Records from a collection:
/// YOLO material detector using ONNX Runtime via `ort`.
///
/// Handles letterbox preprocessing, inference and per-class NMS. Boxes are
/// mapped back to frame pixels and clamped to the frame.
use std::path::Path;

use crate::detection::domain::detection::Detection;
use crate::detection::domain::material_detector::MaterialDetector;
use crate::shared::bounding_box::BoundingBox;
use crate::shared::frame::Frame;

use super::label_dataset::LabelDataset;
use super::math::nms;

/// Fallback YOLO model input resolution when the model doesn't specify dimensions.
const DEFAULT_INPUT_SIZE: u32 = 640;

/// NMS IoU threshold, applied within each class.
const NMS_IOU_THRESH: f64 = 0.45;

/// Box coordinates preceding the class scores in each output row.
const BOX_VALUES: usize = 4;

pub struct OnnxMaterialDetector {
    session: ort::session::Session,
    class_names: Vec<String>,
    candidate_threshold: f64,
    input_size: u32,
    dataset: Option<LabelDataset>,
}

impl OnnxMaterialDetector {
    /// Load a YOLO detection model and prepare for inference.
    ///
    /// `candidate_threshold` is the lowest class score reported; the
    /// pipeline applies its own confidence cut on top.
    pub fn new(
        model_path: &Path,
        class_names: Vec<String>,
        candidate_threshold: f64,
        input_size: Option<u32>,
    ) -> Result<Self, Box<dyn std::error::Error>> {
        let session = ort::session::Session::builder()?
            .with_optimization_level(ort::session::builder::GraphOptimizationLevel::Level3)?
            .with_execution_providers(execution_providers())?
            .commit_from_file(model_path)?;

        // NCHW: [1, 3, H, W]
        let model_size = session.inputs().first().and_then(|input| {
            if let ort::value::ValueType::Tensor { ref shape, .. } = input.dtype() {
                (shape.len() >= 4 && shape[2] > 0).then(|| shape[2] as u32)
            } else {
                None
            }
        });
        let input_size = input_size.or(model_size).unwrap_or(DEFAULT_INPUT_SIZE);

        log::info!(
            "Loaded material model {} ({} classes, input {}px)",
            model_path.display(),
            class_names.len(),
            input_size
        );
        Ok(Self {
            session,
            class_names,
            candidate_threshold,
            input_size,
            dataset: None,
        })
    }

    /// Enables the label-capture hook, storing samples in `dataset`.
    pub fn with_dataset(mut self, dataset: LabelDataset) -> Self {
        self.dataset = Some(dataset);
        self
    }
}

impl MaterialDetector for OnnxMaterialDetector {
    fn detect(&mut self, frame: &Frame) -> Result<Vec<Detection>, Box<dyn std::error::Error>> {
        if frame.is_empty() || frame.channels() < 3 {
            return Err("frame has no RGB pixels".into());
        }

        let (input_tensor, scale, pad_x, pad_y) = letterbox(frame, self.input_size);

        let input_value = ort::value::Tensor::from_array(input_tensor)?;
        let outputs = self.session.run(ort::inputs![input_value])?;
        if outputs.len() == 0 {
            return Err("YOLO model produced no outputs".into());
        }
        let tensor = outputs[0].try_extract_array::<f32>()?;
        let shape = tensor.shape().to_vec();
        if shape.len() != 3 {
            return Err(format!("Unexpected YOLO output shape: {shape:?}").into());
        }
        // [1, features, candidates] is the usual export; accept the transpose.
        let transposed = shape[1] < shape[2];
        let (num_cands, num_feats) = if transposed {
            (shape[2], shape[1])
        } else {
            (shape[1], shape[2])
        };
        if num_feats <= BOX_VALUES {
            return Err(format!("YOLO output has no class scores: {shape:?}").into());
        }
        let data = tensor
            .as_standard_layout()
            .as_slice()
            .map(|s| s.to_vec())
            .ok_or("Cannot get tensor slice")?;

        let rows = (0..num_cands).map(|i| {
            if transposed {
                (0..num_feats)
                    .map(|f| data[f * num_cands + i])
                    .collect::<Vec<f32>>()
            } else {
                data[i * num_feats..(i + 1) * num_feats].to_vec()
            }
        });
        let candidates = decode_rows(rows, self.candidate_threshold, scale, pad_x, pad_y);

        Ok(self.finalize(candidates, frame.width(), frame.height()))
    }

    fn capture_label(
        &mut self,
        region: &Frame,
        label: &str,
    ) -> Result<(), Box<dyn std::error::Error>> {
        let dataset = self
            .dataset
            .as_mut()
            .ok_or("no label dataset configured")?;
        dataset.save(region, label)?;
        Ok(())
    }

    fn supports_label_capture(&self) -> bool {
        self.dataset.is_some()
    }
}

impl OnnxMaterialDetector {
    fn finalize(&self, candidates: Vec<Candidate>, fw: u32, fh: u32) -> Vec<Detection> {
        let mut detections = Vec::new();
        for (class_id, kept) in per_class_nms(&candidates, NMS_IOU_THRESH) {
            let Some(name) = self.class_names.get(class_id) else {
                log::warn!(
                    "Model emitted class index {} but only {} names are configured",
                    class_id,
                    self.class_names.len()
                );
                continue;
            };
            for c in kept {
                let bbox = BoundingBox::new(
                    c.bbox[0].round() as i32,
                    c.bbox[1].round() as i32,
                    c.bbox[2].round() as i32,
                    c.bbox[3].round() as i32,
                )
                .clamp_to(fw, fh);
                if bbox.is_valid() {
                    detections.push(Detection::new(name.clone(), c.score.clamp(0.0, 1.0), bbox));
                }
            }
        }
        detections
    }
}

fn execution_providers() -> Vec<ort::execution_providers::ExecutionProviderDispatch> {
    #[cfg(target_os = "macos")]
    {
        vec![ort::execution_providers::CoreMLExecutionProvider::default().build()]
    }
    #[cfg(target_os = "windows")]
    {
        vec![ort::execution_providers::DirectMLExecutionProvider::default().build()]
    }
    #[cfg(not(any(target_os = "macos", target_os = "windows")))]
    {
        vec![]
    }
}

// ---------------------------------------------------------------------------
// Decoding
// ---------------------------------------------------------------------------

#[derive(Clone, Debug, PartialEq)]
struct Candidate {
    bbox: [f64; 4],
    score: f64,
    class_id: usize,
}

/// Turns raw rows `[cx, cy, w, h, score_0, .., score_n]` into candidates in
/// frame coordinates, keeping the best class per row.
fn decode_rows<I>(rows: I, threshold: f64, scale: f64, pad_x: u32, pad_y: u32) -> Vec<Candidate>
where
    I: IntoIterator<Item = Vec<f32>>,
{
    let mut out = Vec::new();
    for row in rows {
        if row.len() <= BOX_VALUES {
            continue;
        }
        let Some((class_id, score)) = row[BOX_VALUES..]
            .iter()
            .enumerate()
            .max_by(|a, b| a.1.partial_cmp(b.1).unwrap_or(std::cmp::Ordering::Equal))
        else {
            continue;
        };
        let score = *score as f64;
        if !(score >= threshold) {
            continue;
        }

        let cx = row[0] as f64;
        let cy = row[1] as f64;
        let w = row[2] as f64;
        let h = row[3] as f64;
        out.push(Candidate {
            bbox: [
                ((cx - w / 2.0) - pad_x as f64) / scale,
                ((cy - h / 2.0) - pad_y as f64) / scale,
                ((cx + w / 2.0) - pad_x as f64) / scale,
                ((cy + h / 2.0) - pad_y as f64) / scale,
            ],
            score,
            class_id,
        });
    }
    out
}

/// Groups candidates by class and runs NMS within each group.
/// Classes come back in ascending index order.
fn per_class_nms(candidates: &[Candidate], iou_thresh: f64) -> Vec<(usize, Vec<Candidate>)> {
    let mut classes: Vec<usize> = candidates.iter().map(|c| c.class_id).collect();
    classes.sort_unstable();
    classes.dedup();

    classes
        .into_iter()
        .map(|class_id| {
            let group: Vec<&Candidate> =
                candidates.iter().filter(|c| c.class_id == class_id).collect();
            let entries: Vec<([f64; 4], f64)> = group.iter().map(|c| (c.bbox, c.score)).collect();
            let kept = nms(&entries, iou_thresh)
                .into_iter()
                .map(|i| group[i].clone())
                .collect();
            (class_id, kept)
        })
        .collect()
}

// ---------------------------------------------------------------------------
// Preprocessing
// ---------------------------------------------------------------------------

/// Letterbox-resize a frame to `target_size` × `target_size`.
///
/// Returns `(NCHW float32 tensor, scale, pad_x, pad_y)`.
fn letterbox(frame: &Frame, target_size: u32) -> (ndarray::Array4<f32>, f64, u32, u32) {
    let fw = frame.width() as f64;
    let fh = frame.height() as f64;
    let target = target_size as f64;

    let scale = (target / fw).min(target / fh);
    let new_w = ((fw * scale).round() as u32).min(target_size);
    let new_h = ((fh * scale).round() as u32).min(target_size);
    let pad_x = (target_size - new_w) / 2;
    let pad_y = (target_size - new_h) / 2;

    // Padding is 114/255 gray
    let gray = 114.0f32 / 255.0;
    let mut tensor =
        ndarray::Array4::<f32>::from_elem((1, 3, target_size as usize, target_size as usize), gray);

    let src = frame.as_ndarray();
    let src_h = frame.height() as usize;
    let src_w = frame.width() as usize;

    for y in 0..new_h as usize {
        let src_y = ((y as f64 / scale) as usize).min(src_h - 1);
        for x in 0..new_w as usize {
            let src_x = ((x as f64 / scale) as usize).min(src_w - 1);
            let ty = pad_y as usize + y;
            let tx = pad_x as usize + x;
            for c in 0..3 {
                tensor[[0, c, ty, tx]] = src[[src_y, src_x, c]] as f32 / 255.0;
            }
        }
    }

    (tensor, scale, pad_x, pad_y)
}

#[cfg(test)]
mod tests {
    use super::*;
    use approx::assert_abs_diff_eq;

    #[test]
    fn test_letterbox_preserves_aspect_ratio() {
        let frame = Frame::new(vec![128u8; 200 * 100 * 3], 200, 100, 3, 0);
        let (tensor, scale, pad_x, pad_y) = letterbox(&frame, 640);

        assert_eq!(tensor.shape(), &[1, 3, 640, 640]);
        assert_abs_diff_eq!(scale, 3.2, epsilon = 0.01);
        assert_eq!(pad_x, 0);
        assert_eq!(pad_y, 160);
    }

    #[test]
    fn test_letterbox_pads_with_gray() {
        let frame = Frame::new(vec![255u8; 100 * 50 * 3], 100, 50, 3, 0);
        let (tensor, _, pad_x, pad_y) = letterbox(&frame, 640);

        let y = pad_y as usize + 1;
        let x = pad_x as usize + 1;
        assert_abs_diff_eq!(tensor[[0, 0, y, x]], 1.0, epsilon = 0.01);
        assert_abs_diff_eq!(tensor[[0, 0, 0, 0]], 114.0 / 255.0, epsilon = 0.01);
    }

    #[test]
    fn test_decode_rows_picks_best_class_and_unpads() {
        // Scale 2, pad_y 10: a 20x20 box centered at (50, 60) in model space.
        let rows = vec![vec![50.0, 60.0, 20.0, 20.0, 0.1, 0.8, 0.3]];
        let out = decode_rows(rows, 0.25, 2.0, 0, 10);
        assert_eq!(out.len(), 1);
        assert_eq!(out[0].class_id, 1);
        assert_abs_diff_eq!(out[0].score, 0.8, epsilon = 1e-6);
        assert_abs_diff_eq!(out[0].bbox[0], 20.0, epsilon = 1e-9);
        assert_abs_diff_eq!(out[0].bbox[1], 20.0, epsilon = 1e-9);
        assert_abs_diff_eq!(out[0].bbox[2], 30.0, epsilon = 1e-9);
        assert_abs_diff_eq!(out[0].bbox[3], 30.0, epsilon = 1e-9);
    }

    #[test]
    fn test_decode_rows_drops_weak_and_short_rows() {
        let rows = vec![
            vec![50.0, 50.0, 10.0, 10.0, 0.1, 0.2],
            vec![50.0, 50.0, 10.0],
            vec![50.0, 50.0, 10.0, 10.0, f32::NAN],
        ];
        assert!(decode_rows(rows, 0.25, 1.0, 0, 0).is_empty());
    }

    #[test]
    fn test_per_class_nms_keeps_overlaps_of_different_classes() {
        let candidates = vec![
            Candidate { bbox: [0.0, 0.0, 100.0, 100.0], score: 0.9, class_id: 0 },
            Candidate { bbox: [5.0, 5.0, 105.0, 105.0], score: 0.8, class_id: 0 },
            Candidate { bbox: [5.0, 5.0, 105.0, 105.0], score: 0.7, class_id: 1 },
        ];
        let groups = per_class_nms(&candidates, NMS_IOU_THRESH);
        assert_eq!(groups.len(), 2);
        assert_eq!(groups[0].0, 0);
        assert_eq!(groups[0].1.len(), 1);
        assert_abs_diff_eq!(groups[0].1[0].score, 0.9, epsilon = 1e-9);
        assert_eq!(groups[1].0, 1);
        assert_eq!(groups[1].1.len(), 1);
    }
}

---

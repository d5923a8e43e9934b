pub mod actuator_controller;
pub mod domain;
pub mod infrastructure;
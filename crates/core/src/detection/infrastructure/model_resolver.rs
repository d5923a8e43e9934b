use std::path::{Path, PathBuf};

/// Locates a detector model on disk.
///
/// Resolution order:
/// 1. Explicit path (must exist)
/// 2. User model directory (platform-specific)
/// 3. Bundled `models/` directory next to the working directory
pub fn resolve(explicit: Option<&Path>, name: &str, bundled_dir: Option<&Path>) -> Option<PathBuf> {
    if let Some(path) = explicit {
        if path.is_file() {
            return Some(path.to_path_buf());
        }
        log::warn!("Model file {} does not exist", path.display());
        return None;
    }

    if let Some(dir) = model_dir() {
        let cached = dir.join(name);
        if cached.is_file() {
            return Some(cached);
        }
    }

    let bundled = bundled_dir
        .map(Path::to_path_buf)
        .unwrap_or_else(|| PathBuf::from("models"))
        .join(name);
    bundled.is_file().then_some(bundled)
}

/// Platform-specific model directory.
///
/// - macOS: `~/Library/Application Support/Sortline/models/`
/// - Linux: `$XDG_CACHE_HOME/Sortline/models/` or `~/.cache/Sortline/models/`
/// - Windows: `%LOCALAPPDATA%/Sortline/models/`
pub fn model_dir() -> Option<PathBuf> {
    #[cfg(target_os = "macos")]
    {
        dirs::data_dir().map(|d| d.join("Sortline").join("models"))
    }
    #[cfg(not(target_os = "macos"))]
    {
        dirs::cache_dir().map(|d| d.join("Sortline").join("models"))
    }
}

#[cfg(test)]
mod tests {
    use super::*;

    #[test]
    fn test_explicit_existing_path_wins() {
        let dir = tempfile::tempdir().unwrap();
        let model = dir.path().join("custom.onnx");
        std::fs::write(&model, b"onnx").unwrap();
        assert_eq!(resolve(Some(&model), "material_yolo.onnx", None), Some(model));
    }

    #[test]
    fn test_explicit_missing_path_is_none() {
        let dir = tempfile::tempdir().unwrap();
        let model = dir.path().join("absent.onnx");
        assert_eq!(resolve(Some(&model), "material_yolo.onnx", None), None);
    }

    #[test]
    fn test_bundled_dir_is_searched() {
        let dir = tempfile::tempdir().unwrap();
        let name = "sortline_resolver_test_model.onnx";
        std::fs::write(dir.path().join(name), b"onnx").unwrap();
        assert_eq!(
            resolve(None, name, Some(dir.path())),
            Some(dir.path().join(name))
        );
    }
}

◆ WORK ITEM ◆
Each line above that contains the string "Error" should be identified and copied.

◆ TASK RESULT ◆
    ) -> Result<Self, Box<dyn std::error::Error>> {
    fn detect(&mut self, frame: &Frame) -> Result<Vec<Detection>, Box<dyn std::error::Error>> {
    ) -> Result<(), Box<dyn std::error::Error>> {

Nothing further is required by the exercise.